Scalability has been the buzzword for data warehousing vendors over the past several years, with the standout questions being, how many petabytes of data can I store? And how many servers and nodes?
In 2010, however, the watchword will be speed, as vendors start introducing flash memory storage to get around the longtime bottleneck of reading and writing to disk.
Oracle has already started shipping its flash-enabled Exadata v2 database appliance. Start-up ParAccel said last week that it will bring out a flash appliance this quarter, while Teradata is aiming for a product release by midyear.
“This is the most important hardware development of the decade,” said independent analyst Curt Monash. “Other vendors will need to rapidly follow suit.”
The leaders are taking different approaches. Oracle is using flash memory cards developed by Sun Microsystems that are connected to the Exadata server’s motherboard via fast PCI Express (PCIe) interfaces.
The four 96GB cards cache the “hottest” data. They are a key piece of the Exadata’s overall architecture for boosting storage I/O, which, until flash came along, had failed to keep pace technically with components such as software and CPUs.
Long a critic of Oracle’s database efforts, Monash said he likes what he sees.
“This doesn’t mean all of Oracle’s marketing claims are correct, or that their legacy DBMS is the best starting point for an overall system design, but with the Exadata v2, they have made some smart choices,” said Monash.
Like a proud parent after watching a child score his first goal, Oracle CEO Larry Ellison can’t help but crow about the Exadata and its “1 million random I/Os” per second, nor can he hold back from launching barbs at rivals.
“You would’ve thought IBM, because they do hardware and software, would’ve come out with a database machine many years ago, it’s so obvious,” Ellison said during a Q&A on Wednesday.
Ellison also said that Oracle recently made inroads into a longtime Teradata customer after an Exadata v2 was able to handle the same workload in one-eighth the time.
Teradata declined to comment on Ellison’s claim. But the Dayton, Ohio-based data warehousing leader respectfully — but vigorously — disagrees with Oracle’s approach.
“In the OLTP world, that makes sense. But in the data warehousing world, it does not make sense architecturally,” argued Scott Gnau, vice president of research and development at Teradata.
For one, Gnau questions the ability of the Exadata’s flash cache to store the huge data sets often crunched by analytics apps. “You have to know exactly what stuff you plan to park there, or get lucky,” he said.
That means data will be scattered on several places — the RAM, the flash and then disk — all with different access speeds.

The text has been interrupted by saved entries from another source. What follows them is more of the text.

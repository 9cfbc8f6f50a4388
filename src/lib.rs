//! Storage and mutation core for relationship-based access control.
//!
//! This crate holds relation tuples, typed entity attributes, versioned schema
//! definitions, a tenant registry and reusable data bundles behind a pluggable
//! async store interface. Every row lives under a tenant-prefixed compound key
//! so no query can see another tenant's data. Use [`BundleEngine`] to run a
//! bundle: its templates are bound, parsed and applied as one transaction.
//!
//! # Examples
//!
//! Running a bundle against the in-memory store (enable `memory-store`):
//! ```no_run
//! use rebac_store::{BundleEngineBuilder, BundleWriter, Context, DataBundle, Operation, TenantId};
//! use std::collections::HashMap;
//! # #[cfg(feature = "memory-store")]
//! # futures::executor::block_on(async {
//! use rebac_store::MemoryStore;
//! let store = MemoryStore::new();
//! let ctx = Context::background();
//! let tenant = TenantId::try_from("t1").unwrap();
//! let bundle = DataBundle::new("member_added")
//!     .argument("orgID")
//!     .argument("userID")
//!     .operation(Operation::new().write_relationship(
//!         "organization:{{.orgID}}#member@user:{{.userID}}",
//!     ));
//! store.write_bundles(&ctx, &tenant, vec![bundle]).await.unwrap();
//!
//! let engine = BundleEngineBuilder::new(store).build();
//! let values = HashMap::from([
//!     ("orgID".to_string(), "org1".to_string()),
//!     ("userID".to_string(), "u1".to_string()),
//! ]);
//! let outcome = engine.run(&ctx, &tenant, "member_added", &values).await.unwrap();
//! assert_eq!(outcome.tuples_written, 1);
//! # });
//! ```
#![forbid(unsafe_code)]

mod attribute;
mod bundle;
mod context;
mod engine;
mod error;
mod mutation;
mod schema;
mod store;
pub mod template;
mod tuple;
mod types;

#[cfg(feature = "memory-store")]
mod index;
#[cfg(feature = "memory-store")]
mod memory_store;
#[cfg(feature = "memory-store")]
mod transaction;

pub use crate::attribute::{Attribute, AttributeFilter, AttributeIndex, AttributeKey, AttributeValue};
pub use crate::bundle::{DataBundle, Operation};
pub use crate::context::{CancelHandle, Context};
pub use crate::engine::{BundleEngine, BundleEngineBuilder};
pub use crate::error::{Error, ErrorCode, Result, RowKind, StoreError};
pub use crate::mutation::{ApplyOutcome, Mutation};
pub use crate::schema::{SchemaDefinition, SchemaIndex};
pub use crate::store::{
    BundleReader, BundleWriter, Cursor, DataReader, DataWriter, Page, SchemaStore, Store,
    TenantStore,
};
pub use crate::tuple::{RelationTuple, Subject, TupleField, TupleFilter, TupleIndex};
pub use crate::types::{Entity, Tenant, TenantId};

#[cfg(feature = "memory-store")]
pub use crate::memory_store::{MemoryStore, MemoryStoreBuilder};
#[cfg(feature = "memory-store")]
pub use crate::transaction::Transaction;
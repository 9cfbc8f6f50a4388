//! Entity attributes and their typed values.

use crate::error::{Error, Result};
use crate::types::{Entity, is_segment};
use std::fmt;
use std::str::FromStr;

/// Typed attribute value.
#[derive(Clone, Debug, PartialEq)]
#[cfg_attr(feature = "serde", derive(serde::Serialize, serde::Deserialize))]
pub enum AttributeValue {
    Boolean(bool),
    BooleanArray(Vec<bool>),
    String(String),
    StringArray(Vec<String>),
    Integer(i32),
    IntegerArray(Vec<i32>),
    Double(f64),
    DoubleArray(Vec<f64>),
}

impl AttributeValue {
    /// Parses `raw` as `type_name` (`boolean`, `string`, `integer`, `double`,
    /// each optionally suffixed with `[]`). Array values are comma separated;
    /// an empty array literal is the empty string.
    pub fn parse(type_name: &str, raw: &str) -> Option<Self> {
        fn list<T>(raw: &str, item: impl Fn(&str) -> Option<T>) -> Option<Vec<T>> {
            if raw.is_empty() {
                return Some(Vec::new());
            }
            raw.split(',').map(item).collect()
        }

        match type_name {
            "boolean" => parse_bool(raw).map(Self::Boolean),
            "boolean[]" => list(raw, parse_bool).map(Self::BooleanArray),
            "string" => Some(Self::String(raw.to_string())),
            "string[]" => {
                list(raw, |item| (!item.is_empty()).then(|| item.to_string())).map(Self::StringArray)
            }
            "integer" => raw.parse().ok().map(Self::Integer),
            "integer[]" => list(raw, |item| item.parse().ok()).map(Self::IntegerArray),
            "double" => raw.parse().ok().map(Self::Double),
            "double[]" => list(raw, |item| item.parse().ok()).map(Self::DoubleArray),
            _ => None,
        }
    }

    /// Whether the value survives a display and parse round trip. String
    /// array items must be non-empty and free of commas.
    pub fn is_encodable(&self) -> bool {
        match self {
            Self::StringArray(values) => values
                .iter()
                .all(|value| !value.is_empty() && !value.contains(',')),
            _ => true,
        }
    }

    /// Type name as written in the attribute grammar.
    pub fn type_name(&self) -> &'static str {
        match self {
            Self::Boolean(_) => "boolean",
            Self::BooleanArray(_) => "boolean[]",
            Self::String(_) => "string",
            Self::StringArray(_) => "string[]",
            Self::Integer(_) => "integer",
            Self::IntegerArray(_) => "integer[]",
            Self::Double(_) => "double",
            Self::DoubleArray(_) => "double[]",
        }
    }
}

fn parse_bool(raw: &str) -> Option<bool> {
    match raw {
        "true" | "TRUE" | "True" | "1" | "t" | "T" => Some(true),
        "false" | "FALSE" | "False" | "0" | "f" | "F" => Some(false),
        _ => None,
    }
}

fn join<T: fmt::Display>(f: &mut fmt::Formatter<'_>, items: &[T]) -> fmt::Result {
    for (position, item) in items.iter().enumerate() {
        if position > 0 {
            f.write_str(",")?;
        }
        write!(f, "{item}")?;
    }
    Ok(())
}

impl fmt::Display for AttributeValue {
    fn fmt(&self, f: &mut fmt::Formatter<'_>) -> fmt::Result {
        match self {
            Self::Boolean(value) => write!(f, "{value}"),
            Self::BooleanArray(values) => join(f, values),
            Self::String(value) => f.write_str(value),
            Self::StringArray(values) => join(f, values),
            Self::Integer(value) => write!(f, "{value}"),
            Self::IntegerArray(values) => join(f, values),
            Self::Double(value) => write!(f, "{value}"),
            Self::DoubleArray(values) => join(f, values),
        }
    }
}

/// Unique key of an attribute row (tenant implied by the caller).
#[derive(Clone, Debug, Eq, PartialEq, Hash, PartialOrd, Ord)]
#[cfg_attr(feature = "serde", derive(serde::Serialize, serde::Deserialize))]
pub struct AttributeKey {
    pub entity: Entity,
    pub attribute: String,
}

impl AttributeKey {
    pub fn new(entity: Entity, attribute: impl Into<String>) -> Self {
        Self {
            entity,
            attribute: attribute.into(),
        }
    }

    pub(crate) fn validate(&self) -> Result<()> {
        if !self.entity.is_well_formed() || !is_segment(&self.attribute) {
            return Err(Error::InvalidAttributeFormat(self.to_string()));
        }
        Ok(())
    }
}

impl fmt::Display for AttributeKey {
    fn fmt(&self, f: &mut fmt::Formatter<'_>) -> fmt::Result {
        write!(f, "{}${}", self.entity, self.attribute)
    }
}

/// Typed value attached to an entity.
#[derive(Clone, Debug, PartialEq)]
#[cfg_attr(feature = "serde", derive(serde::Serialize, serde::Deserialize))]
pub struct Attribute {
    pub entity: Entity,
    pub attribute: String,
    pub value: AttributeValue,
}

impl Attribute {
    pub fn new(entity: Entity, attribute: impl Into<String>, value: AttributeValue) -> Self {
        Self {
            entity,
            attribute: attribute.into(),
            value,
        }
    }

    /// Parses `entityType:entityID$attribute|type:value`.
    pub fn parse(input: &str) -> Result<Self> {
        let invalid = || Error::InvalidAttributeFormat(input.to_string());

        let (entity, rest) = input.split_once('$').ok_or_else(invalid)?;
        let entity = Entity::parse_reference(entity).ok_or_else(invalid)?;
        let (attribute, typed) = rest.split_once('|').ok_or_else(invalid)?;
        if !is_segment(attribute) {
            return Err(invalid());
        }
        let (type_name, raw) = typed.split_once(':').ok_or_else(invalid)?;
        let value = AttributeValue::parse(type_name, raw).ok_or_else(invalid)?;

        Ok(Self {
            entity,
            attribute: attribute.to_string(),
            value,
        })
    }

    /// Checks the key segments and the value of an attribute built outside
    /// the parser.
    pub fn validate(&self) -> Result<()> {
        if !self.entity.is_well_formed()
            || !is_segment(&self.attribute)
            || !self.value.is_encodable()
        {
            return Err(Error::InvalidAttributeFormat(self.to_string()));
        }
        Ok(())
    }

    pub fn key(&self) -> AttributeKey {
        AttributeKey::new(self.entity.clone(), self.attribute.clone())
    }
}

impl fmt::Display for Attribute {
    fn fmt(&self, f: &mut fmt::Formatter<'_>) -> fmt::Result {
        write!(
            f,
            "{}${}|{}:{}",
            self.entity,
            self.attribute,
            self.value.type_name(),
            self.value
        )
    }
}

impl FromStr for Attribute {
    type Err = Error;

    fn from_str(value: &str) -> Result<Self> {
        Self::parse(value)
    }
}

/// Tenant-prefixed compound indexes over the attribute table.
#[derive(Clone, Copy, Debug, Eq, PartialEq, Hash, PartialOrd, Ord)]
pub enum AttributeIndex {
    /// Unique key: (tenant, entity type, entity id, attribute).
    Id,
    /// (tenant, entity type)
    EntityType,
    /// (tenant, entity type, attribute)
    EntityTypeAndAttribute,
}

impl AttributeIndex {
    pub const ALL: [AttributeIndex; 3] = [Self::Id, Self::EntityType, Self::EntityTypeAndAttribute];

    pub fn name(self) -> &'static str {
        match self {
            Self::Id => "id",
            Self::EntityType => "entity-type-index",
            Self::EntityTypeAndAttribute => "entity-type-and-attribute-index",
        }
    }

    /// Number of key components following the tenant.
    pub fn arity(self) -> usize {
        match self {
            Self::Id => 3,
            Self::EntityType => 1,
            Self::EntityTypeAndAttribute => 2,
        }
    }
}

impl fmt::Display for AttributeIndex {
    fn fmt(&self, f: &mut fmt::Formatter<'_>) -> fmt::Result {
        f.write_str(self.name())
    }
}

/// Attribute query filter. Unset fields match anything.
#[derive(Clone, Debug, Default, Eq, PartialEq)]
#[cfg_attr(feature = "serde", derive(serde::Serialize, serde::Deserialize))]
pub struct AttributeFilter {
    pub entity_type: Option<String>,
    pub entity_ids: Vec<String>,
    pub attributes: Vec<String>,
}

impl AttributeFilter {
    pub fn new() -> Self {
        Self::default()
    }

    pub fn entity_type(mut self, value: impl Into<String>) -> Self {
        self.entity_type = Some(value.into());
        self
    }

    pub fn entity_id(mut self, value: impl Into<String>) -> Self {
        self.entity_ids.push(value.into());
        self
    }

    pub fn attribute(mut self, value: impl Into<String>) -> Self {
        self.attributes.push(value.into());
        self
    }

    pub fn is_empty(&self) -> bool {
        *self == Self::default()
    }

    /// Narrowest index for this filter and the prefix to scan it with.
    pub fn plan(&self) -> (AttributeIndex, Vec<String>) {
        let Some(entity_type) = self.entity_type.clone() else {
            return (AttributeIndex::Id, Vec::new());
        };
        match (self.entity_ids.as_slice(), self.attributes.as_slice()) {
            ([id], [attribute]) => (
                AttributeIndex::Id,
                vec![entity_type, id.clone(), attribute.clone()],
            ),
            ([id], _) => (AttributeIndex::Id, vec![entity_type, id.clone()]),
            (_, [attribute]) => (
                AttributeIndex::EntityTypeAndAttribute,
                vec![entity_type, attribute.clone()],
            ),
            _ => (AttributeIndex::EntityType, vec![entity_type]),
        }
    }

    pub fn matches(&self, attribute: &Attribute) -> bool {
        self.entity_type
            .as_deref()
            .is_none_or(|value| value == attribute.entity.entity_type)
            && (self.entity_ids.is_empty() || self.entity_ids.contains(&attribute.entity.id))
            && (self.attributes.is_empty() || self.attributes.contains(&attribute.attribute))
    }
}

#[cfg(test)]
mod tests {
    use super::*;

    #[test]
    fn parse_should_read_scalar_boolean() {
        let attribute = Attribute::parse("organization:org1$public|boolean:true").unwrap();
        assert_eq!(attribute.entity, Entity::new("organization", "org1"));
        assert_eq!(attribute.attribute, "public");
        assert_eq!(attribute.value, AttributeValue::Boolean(true));
    }

    #[test]
    fn parse_should_read_integer_array() {
        let attribute = Attribute::parse("organization:org1$balance|integer[]:120,568").unwrap();
        assert_eq!(attribute.value, AttributeValue::IntegerArray(vec![120, 568]));
        assert_eq!(
            attribute.to_string(),
            "organization:org1$balance|integer[]:120,568"
        );
    }

    #[test]
    fn parse_should_keep_colons_inside_string_values() {
        let attribute = Attribute::parse("user:u1$homepage|string:https://example.com").unwrap();
        assert_eq!(
            attribute.value,
            AttributeValue::String("https://example.com".to_string())
        );
    }

    #[test]
    fn parse_should_read_double_and_empty_array() {
        let attribute = Attribute::parse("account:a1$ratio|double:0.25").unwrap();
        assert_eq!(attribute.value, AttributeValue::Double(0.25));

        let attribute = Attribute::parse("account:a1$tags|string[]:").unwrap();
        assert_eq!(attribute.value, AttributeValue::StringArray(Vec::new()));
    }

    #[test]
    fn parse_should_reject_values_not_matching_type() {
        for input in [
            "organization:org1$public|boolean:maybe",
            "organization:org1$balance|integer:12.5",
            "organization:org1$balance|integer[]:1,,2",
            "organization:org1$tags|string[]:a,,b",
            "organization:org1$tags|string[]:a,",
            "organization:org1$balance|integer:99999999999",
            "organization:org1$balance|decimal:1",
            "organization:org1$balance|integer",
            "organization:org1$balance:1",
            "organization$balance|integer:1",
            "organization:org1$|integer:1",
        ] {
            assert!(
                matches!(Attribute::parse(input), Err(Error::InvalidAttributeFormat(_))),
                "{input:?} should be rejected"
            );
        }
    }

    #[test]
    fn display_should_reparse_to_same_value_for_every_type() {
        let values = [
            AttributeValue::Boolean(false),
            AttributeValue::BooleanArray(vec![true, false]),
            AttributeValue::String(String::new()),
            AttributeValue::String("a,b|c:d$e".to_string()),
            AttributeValue::StringArray(Vec::new()),
            AttributeValue::StringArray(vec!["red".to_string(), "green blue".to_string()]),
            AttributeValue::Integer(-42),
            AttributeValue::IntegerArray(vec![i32::MIN, 0, i32::MAX]),
            AttributeValue::Double(0.1),
            AttributeValue::DoubleArray(vec![-1.5, 1e-300, 2.0]),
        ];
        for value in values {
            let attribute = Attribute::new(Entity::new("doc", "d1"), "field", value);
            assert!(attribute.validate().is_ok(), "{attribute} should be writable");
            let reparsed = Attribute::parse(&attribute.to_string()).unwrap();
            assert_eq!(reparsed, attribute);
        }
    }

    #[test]
    fn validate_should_reject_string_items_that_cannot_round_trip() {
        for items in [
            vec![String::new()],
            vec!["a,b".to_string()],
            vec!["a".to_string(), String::new()],
        ] {
            let attribute = Attribute::new(
                Entity::new("doc", "d1"),
                "tags",
                AttributeValue::StringArray(items),
            );
            assert!(matches!(
                attribute.validate(),
                Err(Error::InvalidAttributeFormat(_))
            ));
        }
    }

    #[test]
    fn plan_should_use_entity_type_and_attribute_index() {
        let filter = AttributeFilter::new()
            .entity_type("organization")
            .attribute("public");
        assert_eq!(
            filter.plan(),
            (
                AttributeIndex::EntityTypeAndAttribute,
                vec!["organization".to_string(), "public".to_string()]
            )
        );
    }

    #[test]
    fn plan_should_use_primary_key_for_single_entity() {
        let filter = AttributeFilter::new()
            .entity_type("organization")
            .entity_id("org1");
        assert_eq!(
            filter.plan(),
            (
                AttributeIndex::Id,
                vec!["organization".to_string(), "org1".to_string()]
            )
        );
    }
}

That will result in dependencies and bottlenecks — problems that will be exacerbated in multiserver clusters and grids, contended Gnau.
Rather than trying to play traffic cop, Teradata said its approach with its Extreme Performance Appliance 4600 (code-named Blur) is simpler: Use flash-based solid-state disks.
Storing up to 24TB of data, the 4600 connects to the SSDs over the same physical interconnects as hard disks. While theoretically slower than connecting straight to the motherboard via PCIe, it’s also an easier-to-handle load-balancing problem, said Gnau, and one that can be addressed using Teradata’s virtual storage software.
“This is real direct-attached storage,” he said. “We don’t use disk controllers; we do all our of data integrity inside our software.”
The result, said Gnau is 5 million I/Os per second performance — fast enough to replace a complex event processing engine or an in-memory database.
Using SSDs throughout won’t be cheap, though Gnau declined to comment on that.
Still other, faster options
While Teradata has trashed Oracle’s flash-cache approach, it hasn’t ruled out using PCIe-based technology down the road.
That’s what ParAccel is doing. It’s using PCIe to connect to 640GB of flash per server appliance — about two-thirds more than the Exadata v2 — to deliver 15X performance boosts, the company said recently.
While ParAccel is reportedly going with Fusion-io, there are other PCIe-based options.
One is an Israeli start-up called PetaScan that has talked to a number of data warehousing firms about its offering.
Scott Yara, president and co-founder of Greenplum, has looked at PetaScan’s technology.
“This is absolutely a good direction to go down,” Yara said, though he declined to confirm if and when a flash-based appliance might come from Greenplum.
Not everyone is jumping onto the flash bandwagon, however. Netezza said it has tested flash SSDs like Teradata’s and found them not worth using.
“Ten times the cost for four times the performance over rotating disk is not a good deal,” said Phil Francisco, vice president of marketing at Netezza. But “the jury is still out” on PCIe-based flash, he added.